Note how Novak says “you will be punished for what you say” only to follow with examples, not of actual punishment, but of simple (if sometimes uncivil) disagreement. Talk about defining persecution down: awkward exchanges at dinner parties are now considered a form of persecution? Dinner parties are notoriously inappropriate places (as are workplaces) to discuss religion or politics; maybe Catholics ought not to use them to lecture the rest of us about our sinful natures and sinful behaviors? In any case, a thinker of Novak’s stature ought to know better than to conflate the horrors of Nazism, Communism, and today’s anti-Christian violence overseas with anything that American Christians are facing now or ever will face in this country. The passing acknowledgement that “for a long time it will not be that severe” serves only to emphasize Novak’s unfounded claim that sooner or later it will be that severe--a dubious proposition at best.
It isn’t, however, only persecution that Christians must fear, but the myriad temptations of our debauched culture:
“Television, Hollywood, and music-makers intend with all their lures to entice you into a way of love and sex that is not only not Christian, but positively destructive of those who fall into it. The media do not report the damage.
“In France seventy years ago (as we remind ourselves this weekend), and on Iwo Jima and Okinawa and Tarawa, our grandparents did not fight bitter and bloody wars for liberty, only so that we could live like pigs. Most of the world looks at how we live, in our films and television shows and during our Super Bowl halftimes (in the whole world, the largest television audiences of all time), and says in disgust that we are decadent. Vladimir Putin said that just last week.”
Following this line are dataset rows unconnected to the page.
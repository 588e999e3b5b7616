//! Initial centroid selection.

use parframe_core::DataSet;
use rand::rngs::StdRng;
use rand::SeedableRng;

use crate::error::MlError;

/// Produces `k` starting centroids. Called again on every restart, so
/// stateful initializers yield a fresh selection each time.
pub trait Initializer {
    fn initialize<D: DataSet + ?Sized>(&mut self, data: &D, k: usize)
        -> Result<Vec<Vec<f64>>, MlError>;
}

/// Picks `k` distinct rows uniformly at random.
#[derive(Debug, Clone)]
pub struct RandomInit {
    rng: StdRng,
}

impl RandomInit {
    /// Reproducible selection from `seed`.
    #[must_use]
    pub fn seeded(seed: u64) -> Self {
        Self {
            rng: StdRng::seed_from_u64(seed),
        }
    }

    /// Selection seeded from the operating system.
    #[must_use]
    pub fn from_entropy() -> Self {
        Self {
            rng: StdRng::from_entropy(),
        }
    }
}

impl Initializer for RandomInit {
    fn initialize<D: DataSet + ?Sized>(
        &mut self,
        data: &D,
        k: usize,
    ) -> Result<Vec<Vec<f64>>, MlError> {
        if k == 0 {
            return Err(MlError::NoClusters(k));
        }
        if k > data.n_rows() {
            return Err(MlError::NotEnoughRows {
                rows: data.n_rows(),
                k,
            });
        }
        let rows = rand::seq::index::sample(&mut self.rng, data.n_rows(), k);
        tracing::debug!(rows = ?rows.clone().into_vec(), "random centroids");
        Ok(rows.into_iter().map(|r| data.row(r).to_vec()).collect())
    }
}

/// Always returns the same, caller-supplied centroids.
#[derive(Debug, Clone, PartialEq)]
pub struct FixedInit {
    centroids: Vec<Vec<f64>>,
}

impl FixedInit {
    #[must_use]
    pub fn new(centroids: Vec<Vec<f64>>) -> Self {
        Self { centroids }
    }
}

impl Initializer for FixedInit {
    fn initialize<D: DataSet + ?Sized>(
        &mut self,
        data: &D,
        k: usize,
    ) -> Result<Vec<Vec<f64>>, MlError> {
        if k == 0 {
            return Err(MlError::NoClusters(k));
        }
        if self.centroids.len() != k {
            return Err(MlError::InitMismatch {
                got: self.centroids.len(),
                expected: k,
            });
        }
        if let Some(bad) = self.centroids.iter().find(|c| c.len() != data.n_features()) {
            return Err(MlError::FeatureMismatch {
                got: bad.len(),
                expected: data.n_features(),
            });
        }
        Ok(self.centroids.clone())
    }
}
I never bother watching the Super Bowl halftime show, so I have no idea what scandal it provided this year; and I’ll bypass the easy point to be scored against Novak’s citing Vladimir Putin as a moral authority. Unlike Michael Novak, I can’t speak for “most of the world” (if they’re so disgusted by us, why are they watching our Super Bowl?); but do you know who else, besides St. Vlad, “says in disgust that [America is] decadent”? Islamic fundamentalists like the late Osama bin Laden, that’s who. Which doesn’t disprove Mr. Novak’s allegation, of course; but it gives one pause.
Michael Novak has long been a stalwart defender of free-market capitalism, so you would think he would recognize that “television, Hollywood, and music-makers” are doing no more than what capitalism’s amoral ethic prescribes: they are out to make a buck, and in pursuit of that buck they’re willing to give the customer what the customer wants, whether it’s good for the customer (or for the larger society) or not. Free-market capitalism takes the utilitarian maxim—pushpin is as good as poetry—to its logical conclusion, in which even pornography is as good as poetry or anything else. But of course, the market doesn’t dictate people’s desires, it merely reflects them; or so Michael Novak and other defenders of capitalism have told us.
Mr. Novak certainly knows the arc of modernity: Protestantism and the Enlightenment combined to take authority away from the Church, transfer it to the state, and affirm the autonomy of individuals--the autonomy of individual conscience, for one thing, and the autonomous individual's right to Life, Liberty, and Pursuit of Happiness for another. Then free-market capitalism swooped in to both commodify and exploit everything and everyone in sight, and here we are now in the 21st century. Mr. Novak no doubt thinks that both the Reformation and the Enlightenment were tragic errors, but his approbation of capitalism makes his critique of modernity incomplete and unconvincing.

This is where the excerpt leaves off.